Assays were performed in triplicate, and values are reported as the mean. The standard deviation (SD) was < 5% for all assays. The statistical significance of differences between groups was assessed using the Student t-test, and P< 0.05 was considered statistically significant.

Results and discussion

Because we are trying to develop liposomal nisin as prophylaxis for dental caries, we examined the bactericidal activity of the encapsulated nisin against cariogenic streptococci. DMPC, DPPC, and DSPC were used to generate of liposomes loaded with nisin. The encapsulation efficiency of nisin in liposomes was investigated. DPPC liposomes were most efficiently loaded with nisin accounted for the highest efficiency (80%), followed by DSPC and DMPC liposomes (76% each). The difference may be due to the variability of the preparations. On encapsulation efficiencies of nisin of these liposomes, composing phospholipids with the same polar headgroups but with different length of saturated hydrocarbon chains had nearly the same values.12 In this regard Anderson and Omri13 indicated that the encapsulation efficiency is influenced by the interactions between positively-charged molecules and the same zwitterionic headgroup of phospholipids. Evaluation of liposomal nisin was assessed by bactericidal activity against the streptococci. The MIC value of unencapsulated nisin was 20nmol after 16 h of incubation with S. mutans as the target microorganism compared with 8, 6, and 2 nmol for DMPC, DPPC, and DSPC-nisin, respectively (Figure 1). Thus, the bactericidal activity of DSPC-nisin was highest at the lowest dose. Empty liposomes did not inhibit bacterial growth.
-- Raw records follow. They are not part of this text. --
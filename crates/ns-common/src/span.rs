//! Detection spans and their labels.
//!
//! A span is a half-open byte range `[start, end)` into the exact input
//! text, tagged with a PHI category, a confidence, and the detector that
//! produced it. Offsets always fall on UTF-8 character boundaries: the
//! pattern battery reports regex match offsets directly, and manually
//! added spans are boundary-checked before use.

use crate::SpanId;
use serde::{Deserialize, Serialize};
use std::cmp::Ordering;
use std::fmt;

/// Category of protected health information carried by a span.
#[derive(Debug, Clone, Copy, PartialEq, Eq, Hash, Serialize, Deserialize)]
#[serde(rename_all = "snake_case")]
pub enum PhiLabel {
    /// Email address.
    Email,
    /// Phone number.
    Phone,
    /// Social security number.
    Ssn,
    /// Medical record number.
    Mrn,
    /// Account or billing number.
    Account,
    /// URL.
    Url,
    /// IPv4 address.
    Ip,
    /// Calendar date (eligible for relative-offset tokenization).
    Date,
    /// Provider/clinician name (subject to the provider-protection flag).
    Provider,
    /// Patient or third-party name.
    Name,
    /// Anything else flagged as identifying.
    Other,
}

impl fmt::Display for PhiLabel {
    fn fmt(&self, f: &mut fmt::Formatter<'_>) -> fmt::Result {
        let s = match self {
            PhiLabel::Email => "email",
            PhiLabel::Phone => "phone",
            PhiLabel::Ssn => "ssn",
            PhiLabel::Mrn => "mrn",
            PhiLabel::Account => "account",
            PhiLabel::Url => "url",
            PhiLabel::Ip => "ip",
            PhiLabel::Date => "date",
            PhiLabel::Provider => "provider",
            PhiLabel::Name => "name",
            PhiLabel::Other => "other",
        };
        write!(f, "{}", s)
    }
}

/// Which detector produced a span.
#[derive(Debug, Clone, Copy, PartialEq, Eq, Hash, Serialize, Deserialize)]
#[serde(rename_all = "snake_case")]
pub enum SpanSource {
    /// Deterministic regex battery.
    Pattern,
    /// External probabilistic detector.
    Model,
    /// Operator-added span.
    Manual,
}

impl SpanSource {
    /// Deterministic tie-break rank for equal-confidence overlap
    /// resolution: lower rank wins (`Pattern > Model > Manual`).
    pub fn tie_break_rank(&self) -> u8 {
        match self {
            SpanSource::Pattern => 0,
            SpanSource::Model => 1,
            SpanSource::Manual => 2,
        }
    }
}

impl fmt::Display for SpanSource {
    fn fmt(&self, f: &mut fmt::Formatter<'_>) -> fmt::Result {
        let s = match self {
            SpanSource::Pattern => "pattern",
            SpanSource::Model => "model",
            SpanSource::Manual => "manual",
        };
        write!(f, "{}", s)
    }
}

/// A detected PHI span.
#[derive(Debug, Clone, PartialEq, Serialize, Deserialize)]
pub struct DetectionSpan {
    /// Unique id within the detection session.
    pub id: SpanId,

    /// PHI category.
    pub label: PhiLabel,

    /// Start byte offset (inclusive).
    pub start: usize,

    /// End byte offset (exclusive). Always greater than `start`.
    pub end: usize,

    /// Detector confidence in [0, 1].
    pub confidence: f64,

    /// Which detector produced this span.
    pub source: SpanSource,
}

impl DetectionSpan {
    /// Construct a span, rejecting zero-length or inverted ranges.
    ///
    /// Confidence is clamped into [0, 1].
    pub fn try_new(
        label: PhiLabel,
        start: usize,
        end: usize,
        confidence: f64,
        source: SpanSource,
    ) -> Option<Self> {
        if end <= start {
            return None;
        }
        Some(DetectionSpan {
            id: SpanId::new(),
            label,
            start,
            end,
            confidence: confidence.clamp(0.0, 1.0),
            source,
        })
    }

    /// Length of the span in bytes.
    pub fn len(&self) -> usize {
        self.end - self.start
    }

    /// Spans constructed via `try_new` are never empty.
    pub fn is_empty(&self) -> bool {
        self.end <= self.start
    }

    /// True if the two half-open ranges share at least one byte.
    pub fn overlaps(&self, other: &DetectionSpan) -> bool {
        self.start < other.end && other.start < self.end
    }

    /// True if `other` lies entirely within this span.
    pub fn contains(&self, other: &DetectionSpan) -> bool {
        self.start <= other.start && other.end <= self.end
    }

    /// The matched text, if the range is in bounds and on char boundaries.
    pub fn slice<'a>(&self, text: &'a str) -> Option<&'a str> {
        if self.end > text.len() {
            return None;
        }
        if !text.is_char_boundary(self.start) || !text.is_char_boundary(self.end) {
            return None;
        }
        Some(&text[self.start..self.end])
    }
}

/// Sort spans into the canonical presentation order: ascending `start`,
/// ties broken by descending `end`, so a longer match at the same start is
/// visited first by any consumer that scans left to right and skips
/// enclosed spans.
pub fn sort_spans(spans: &mut [DetectionSpan]) {
    spans.sort_by(span_order);
}

fn span_order(a: &DetectionSpan, b: &DetectionSpan) -> Ordering {
    a.start.cmp(&b.start).then(b.end.cmp(&a.end))
}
Figure 1 Bactericidal activity of liposome-encapsulated nisin against Streptococcus mutans. Exponentially proliferating cultures of S. mutans 10449 (absorbance of 0.02 at 600 nm) were incubated overnight at 37°C in THB in the presence of liposomal nisin, a nisin-equivalent concentration of unencapsulated nisin, or buffer. *P < 0.05 indicates a significant difference of MIC values of the treated cultures compared with the control of buffer alone. Values represent the mean of triplicate assays and the bars represent the SD.
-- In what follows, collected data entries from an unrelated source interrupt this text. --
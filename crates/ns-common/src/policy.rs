//! Merge policy supplied by the caller.
//!
//! The pipeline never reads configuration from ambient state; the caller
//! resolves environment/storage once and injects a `MergePolicy` value
//! into every entry point.

use clap::ValueEnum;
use serde::{Deserialize, Serialize};
use std::fmt;

/// How the merge engine combines spans from the two detectors.
#[derive(Debug, Clone, Copy, PartialEq, Eq, Serialize, Deserialize, ValueEnum)]
#[serde(rename_all = "snake_case")]
pub enum MergeMode {
    /// Keep every span from both detectors; removal only by explicit
    /// exclusion. Preserves recall until an operator vetoes a span.
    Union,
    /// Overlapping spans collapse to the higher-confidence one.
    BestOf,
}

impl fmt::Display for MergeMode {
    fn fmt(&self, f: &mut fmt::Formatter<'_>) -> fmt::Result {
        match self {
            MergeMode::Union => write!(f, "union"),
            MergeMode::BestOf => write!(f, "best_of"),
        }
    }
}

/// Immutable per-run merge configuration.
#[derive(Debug, Clone, PartialEq, Serialize, Deserialize)]
pub struct MergePolicy {
    /// Merge mode.
    pub mode: MergeMode,

    /// Spans below this confidence are dropped before merging.
    /// Manual spans are exempt.
    pub confidence_threshold: f64,

    /// When true, provider/clinician-name spans are excluded from the
    /// merged set instead of being treated as ordinary PHI.
    pub protect_providers: bool,
}

impl MergePolicy {
    /// Policy with the given mode and default threshold.
    pub fn new(mode: MergeMode) -> Self {
        MergePolicy {
            mode,
            ..MergePolicy::default()
        }
    }

    /// Set the confidence threshold.
    pub fn with_confidence_threshold(mut self, threshold: f64) -> Self {
        self.confidence_threshold = threshold.clamp(0.0, 1.0);
        self
    }

    /// Set the provider-protection flag.
    pub fn with_protect_providers(mut self, protect: bool) -> Self {
        self.protect_providers = protect;
        self
    }
}

impl Default for MergePolicy {
    fn default() -> Self {
        MergePolicy {
            mode: MergeMode::Union,
            confidence_threshold: 0.5,
            protect_providers: false,
        }
    }
}
use alloc::vec::Vec;
use rand::SeedableRng;
use rand::rngs::SmallRng;
use rand::seq::SliceRandom;

use super::*;

/// Uniform generator that keeps the first clicked tile and its neighbors free of mines, so the first click always
/// opens a zero region.
#[derive(Clone, Debug)]
pub struct RandomMineGenerator<R = SmallRng> {
    rng: R,
}

impl RandomMineGenerator {
    pub fn seeded(seed: u64) -> Self {
        Self::new(SmallRng::seed_from_u64(seed))
    }
}

impl<R: rand::Rng> RandomMineGenerator<R> {
    pub fn new(rng: R) -> Self {
        Self { rng }
    }
}

impl<R: rand::Rng> MineGenerator for RandomMineGenerator<R> {
    fn generate(&mut self, board: &Board, start: TileIndex) -> Result<Board> {
        let start = board.validate_index(start)?;
        let excluded = start_area(board, start);

        let mut candidates: Vec<TileIndex> = (0..board.tile_count())
            .filter(|index| !excluded.contains(index))
            .collect();

        let mines = usize::from(board.mine_total());
        if mines > candidates.len() {
            log::warn!(
                "Cannot place {} mines outside the start area, only {} tiles available",
                mines,
                candidates.len()
            );
            return Err(GameError::GenerationInfeasible {
                mines,
                candidates: candidates.len(),
            });
        }

        // partial Fisher-Yates, the shuffled prefix is a uniform sample without replacement
        let (chosen, _) = candidates.partial_shuffle(&mut self.rng, mines);

        let mut generated = Board::new(board.config());
        generated.place_mines(chosen.iter().copied());
        log::debug!(
            "Placed {} mines on a {}x{} board, start tile {}",
            mines,
            board.width(),
            board.height(),
            start
        );
        Ok(generated)
    }
}

#[cfg(test)]
mod tests {
    use super::*;

    fn generate(config: GameConfig, start: TileIndex, seed: u64) -> Board {
        RandomMineGenerator::seeded(seed)
            .generate(&Board::new(config), start)
            .unwrap()
    }

    #[test]
    fn start_area_is_mine_free_and_zero() {
        for width in MIN_SIDE..=MAX_SIDE {
            for height in MIN_SIDE..=MAX_SIDE {
                let base = GameConfig::new_unchecked(width, height, 0);
                let (min_mines, max_mines) = base.mine_bounds();
                for mines in [min_mines, max_mines] {
                    let config = GameConfig::new_unchecked(width, height, mines);
                    for start in [0, usize::from(config.total_tiles()) / 2] {
                        let board = generate(config, start, u64::from(mines) + start as u64);

                        assert_eq!(board[start].value(), TileValue::Count(0));
                        for neighbor in board.neighbors(start) {
                            assert!(!board[neighbor].is_mine());
                        }
                    }
                }
            }
        }
    }

    #[test]
    fn places_exact_mine_total() {
        let config = GameConfig::new_unchecked(9, 9, 10);
        for seed in 0..200 {
            let board = generate(config, 40, seed);
            let mines = board.iter().filter(|(_, tile)| tile.is_mine()).count();
            assert_eq!(mines, 10);
            assert!(board.is_generated());
        }
    }

    #[test]
    fn counts_match_neighboring_mines() {
        let board = generate(GameConfig::new_unchecked(16, 16, 76), 0, 7);
        for (index, tile) in board.iter() {
            if let TileValue::Count(count) = tile.value() {
                let expected = board
                    .neighbors(index)
                    .filter(|&pos| board[pos].is_mine())
                    .count();
                assert_eq!(usize::from(count), expected);
            }
        }
    }

    #[test]
    fn same_seed_same_board() {
        let config = GameConfig::new_unchecked(9, 9, 10);
        assert_eq!(generate(config, 12, 99), generate(config, 12, 99));
    }

    #[test]
    fn every_candidate_can_be_chosen() {
        // 4x4 with one mine and a corner start leaves 12 candidates
        let config = GameConfig::new_unchecked(4, 4, 1);
        let mut hits = [0u32; 16];
        for seed in 0..2_000 {
            let board = generate(config, 0, seed);
            for (index, tile) in board.iter() {
                if tile.is_mine() {
                    hits[index] += 1;
                }
            }
        }

        for excluded in [0, 1, 4, 5] {
            assert_eq!(hits[excluded], 0);
        }
        for (index, &count) in hits.iter().enumerate() {
            if ![0, 1, 4, 5].contains(&index) {
                // expected ~166 each
                assert!(count > 80, "tile {index} chosen only {count} times");
            }
        }
    }

    #[test]
    fn too_many_mines_is_infeasible() {
        let config = GameConfig::new_unchecked(4, 4, 8);
        let result = RandomMineGenerator::seeded(1).generate(&Board::new(config), 5);
        assert_eq!(
            result,
            Err(GameError::GenerationInfeasible {
                mines: 8,
                candidates: 7
            })
        );
    }

    #[test]
    fn start_outside_board_is_rejected() {
        let config = GameConfig::default();
        let result = RandomMineGenerator::seeded(1).generate(&Board::new(config), 81);
        assert!(matches!(result, Err(GameError::InvalidIndex { .. })));
    }
}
On the assessment of efficiency of bactericidal activity of above liposomes, we assayed the inhibition of glucan-biofilm synthesis by S. mutans in vitro. The inhibitory effects of liposomal nisin on insoluble glucan synthesis by S. mutans are shown in Figure 2. Unencapsulated and encapsulated nisin preparations caused a significant delay in glucan synthesis compared with controls (P<0.05), and DPPC and DSPC-nisin delayed glucan synthesis greater than unencapsulated nisin for up to 4.5 h, and the increase was exponential. There was no significant difference between the inhibitory effects of DMPC-nisin and DPPC-nisin. DSPC-nisin delayed glucan synthesis the longest, which was greater by a factor of 2.5 compared with unencapsulated nisin at 4.5h (P<0.05). However, empty liposomes had no significant effect. These findings indicate that the acyl chain length of phosphatidylcholine mediated the sustained bactericidal activity of encapsulated nisin. Liposomal nisin composed of DSPC exerted the highest bactericidal activity as compared to those containing DPPC and DMPC. The finding may indicates that the liposome composed of DSPC can sustain the bioactivity of nisin. Bactericidal activity paralleled the inhibition of insoluble glucan formation, which is critically important for preventing periodontal disease. It is desirable that the inhibition of glucan synthesis of liposomal nisin be sustain so that a selected formulation would suffice to achieve an efficient preventive effect for oral health.4,11 Thus, the stable bactericidal activity and long lasting inhibition of glucan synthesis of liposomes will allow us to have expected the dental health.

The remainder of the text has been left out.